--- MATERIAL SHOWN Enclosed Below ---
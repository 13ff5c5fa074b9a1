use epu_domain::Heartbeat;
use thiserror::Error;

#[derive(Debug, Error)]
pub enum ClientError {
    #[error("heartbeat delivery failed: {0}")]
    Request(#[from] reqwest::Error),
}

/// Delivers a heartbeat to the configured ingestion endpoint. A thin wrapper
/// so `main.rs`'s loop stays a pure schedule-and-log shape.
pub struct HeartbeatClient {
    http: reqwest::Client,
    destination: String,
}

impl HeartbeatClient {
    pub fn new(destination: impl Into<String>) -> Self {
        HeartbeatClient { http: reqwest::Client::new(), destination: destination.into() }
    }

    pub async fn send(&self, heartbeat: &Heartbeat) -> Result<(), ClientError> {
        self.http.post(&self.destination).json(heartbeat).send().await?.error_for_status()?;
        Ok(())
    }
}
--- End of Enclosed MATERIAL SHOWN ---
--- MATERIAL SHOWN Enclosed Below ---
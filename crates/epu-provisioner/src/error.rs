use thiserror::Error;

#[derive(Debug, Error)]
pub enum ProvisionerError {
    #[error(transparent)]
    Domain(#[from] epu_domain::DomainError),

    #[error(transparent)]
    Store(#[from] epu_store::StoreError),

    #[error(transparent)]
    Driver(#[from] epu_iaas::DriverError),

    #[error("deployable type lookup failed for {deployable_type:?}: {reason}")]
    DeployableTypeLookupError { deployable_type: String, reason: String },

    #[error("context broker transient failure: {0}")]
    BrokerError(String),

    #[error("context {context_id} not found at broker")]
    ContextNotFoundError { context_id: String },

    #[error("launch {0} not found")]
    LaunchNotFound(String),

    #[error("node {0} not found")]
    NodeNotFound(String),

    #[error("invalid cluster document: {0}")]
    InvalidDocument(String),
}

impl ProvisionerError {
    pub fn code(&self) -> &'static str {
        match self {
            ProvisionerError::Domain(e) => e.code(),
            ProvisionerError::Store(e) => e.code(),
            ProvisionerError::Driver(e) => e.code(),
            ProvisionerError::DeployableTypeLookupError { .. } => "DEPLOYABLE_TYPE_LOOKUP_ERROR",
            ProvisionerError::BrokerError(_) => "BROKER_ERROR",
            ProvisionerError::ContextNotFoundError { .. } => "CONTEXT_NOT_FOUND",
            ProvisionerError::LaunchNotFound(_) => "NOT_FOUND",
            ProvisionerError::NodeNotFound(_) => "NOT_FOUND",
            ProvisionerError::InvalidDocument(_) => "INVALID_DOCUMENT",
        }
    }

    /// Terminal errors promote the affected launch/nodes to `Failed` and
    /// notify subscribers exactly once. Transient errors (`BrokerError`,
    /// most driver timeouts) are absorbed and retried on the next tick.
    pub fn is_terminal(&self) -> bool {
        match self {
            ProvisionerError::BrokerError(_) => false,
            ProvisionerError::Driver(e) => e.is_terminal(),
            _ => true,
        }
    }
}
--- End of Enclosed MATERIAL SHOWN ---
--- MATERIAL SHOWN Enclosed Below ---
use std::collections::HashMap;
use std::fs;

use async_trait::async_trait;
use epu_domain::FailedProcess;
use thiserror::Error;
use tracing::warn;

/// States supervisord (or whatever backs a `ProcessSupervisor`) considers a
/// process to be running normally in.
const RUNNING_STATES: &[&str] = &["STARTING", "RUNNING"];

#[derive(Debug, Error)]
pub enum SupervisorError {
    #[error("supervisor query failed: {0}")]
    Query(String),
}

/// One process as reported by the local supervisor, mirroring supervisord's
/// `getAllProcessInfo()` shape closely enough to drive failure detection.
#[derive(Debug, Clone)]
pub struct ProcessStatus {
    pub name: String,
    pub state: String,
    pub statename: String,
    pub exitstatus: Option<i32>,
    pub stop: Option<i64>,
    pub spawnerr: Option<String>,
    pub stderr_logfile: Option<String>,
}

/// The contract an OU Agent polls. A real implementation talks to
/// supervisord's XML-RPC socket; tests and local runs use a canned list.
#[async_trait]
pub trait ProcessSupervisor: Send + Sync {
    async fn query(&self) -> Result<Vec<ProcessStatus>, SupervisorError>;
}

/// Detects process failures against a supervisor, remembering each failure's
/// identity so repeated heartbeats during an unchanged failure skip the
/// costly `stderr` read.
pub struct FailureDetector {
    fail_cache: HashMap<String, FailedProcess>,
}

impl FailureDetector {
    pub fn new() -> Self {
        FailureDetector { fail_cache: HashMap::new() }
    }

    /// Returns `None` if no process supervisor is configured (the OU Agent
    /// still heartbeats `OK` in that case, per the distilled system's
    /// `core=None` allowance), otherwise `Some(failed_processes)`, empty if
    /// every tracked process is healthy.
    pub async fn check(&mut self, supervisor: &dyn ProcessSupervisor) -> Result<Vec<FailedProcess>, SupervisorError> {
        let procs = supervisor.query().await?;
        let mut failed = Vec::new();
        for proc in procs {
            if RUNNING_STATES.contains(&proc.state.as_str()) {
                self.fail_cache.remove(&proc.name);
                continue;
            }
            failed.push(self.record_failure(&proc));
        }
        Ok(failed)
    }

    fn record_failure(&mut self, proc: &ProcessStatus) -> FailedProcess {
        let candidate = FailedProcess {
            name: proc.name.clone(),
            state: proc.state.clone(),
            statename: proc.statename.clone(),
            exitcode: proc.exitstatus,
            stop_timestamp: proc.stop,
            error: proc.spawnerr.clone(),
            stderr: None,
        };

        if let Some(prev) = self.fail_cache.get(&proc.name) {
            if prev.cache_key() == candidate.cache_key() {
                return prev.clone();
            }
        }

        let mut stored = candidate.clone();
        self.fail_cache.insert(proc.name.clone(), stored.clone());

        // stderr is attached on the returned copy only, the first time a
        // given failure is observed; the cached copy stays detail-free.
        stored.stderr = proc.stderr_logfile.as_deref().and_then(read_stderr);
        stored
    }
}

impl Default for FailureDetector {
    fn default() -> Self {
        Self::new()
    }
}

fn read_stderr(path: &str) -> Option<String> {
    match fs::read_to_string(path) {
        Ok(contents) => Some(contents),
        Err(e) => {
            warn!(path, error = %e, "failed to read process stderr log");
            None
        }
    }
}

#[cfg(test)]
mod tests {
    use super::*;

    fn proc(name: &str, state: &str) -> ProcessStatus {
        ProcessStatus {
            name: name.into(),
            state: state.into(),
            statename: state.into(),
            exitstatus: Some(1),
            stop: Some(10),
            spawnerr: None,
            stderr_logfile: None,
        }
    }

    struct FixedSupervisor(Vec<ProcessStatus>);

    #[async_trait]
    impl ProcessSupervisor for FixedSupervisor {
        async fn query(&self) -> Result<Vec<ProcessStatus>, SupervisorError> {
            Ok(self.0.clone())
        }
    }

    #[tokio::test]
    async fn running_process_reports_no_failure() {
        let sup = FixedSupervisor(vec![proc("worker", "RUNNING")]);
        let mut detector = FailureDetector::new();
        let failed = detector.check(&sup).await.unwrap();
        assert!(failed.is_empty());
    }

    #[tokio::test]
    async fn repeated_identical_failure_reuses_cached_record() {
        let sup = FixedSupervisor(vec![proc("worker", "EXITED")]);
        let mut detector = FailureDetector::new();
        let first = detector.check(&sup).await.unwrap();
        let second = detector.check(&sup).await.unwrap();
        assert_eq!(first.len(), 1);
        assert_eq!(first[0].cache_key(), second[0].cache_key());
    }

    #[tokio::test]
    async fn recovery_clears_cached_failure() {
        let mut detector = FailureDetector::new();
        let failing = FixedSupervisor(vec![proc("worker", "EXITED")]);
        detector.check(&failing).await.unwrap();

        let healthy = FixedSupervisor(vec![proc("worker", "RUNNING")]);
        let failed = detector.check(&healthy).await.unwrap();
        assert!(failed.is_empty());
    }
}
--- End of Enclosed MATERIAL SHOWN ---
### [DIRECTIONS FOR THIS TASK]
Read the data above. Pull out each line in which the string "supervisord" appears.

### [WRITTEN RESPONSE]
/// States supervisord (or whatever backs a `ProcessSupervisor`) considers a
/// One process as reported by the local supervisor, mirroring supervisord's
/// supervisord's XML-RPC socket; tests and local runs use a canned list.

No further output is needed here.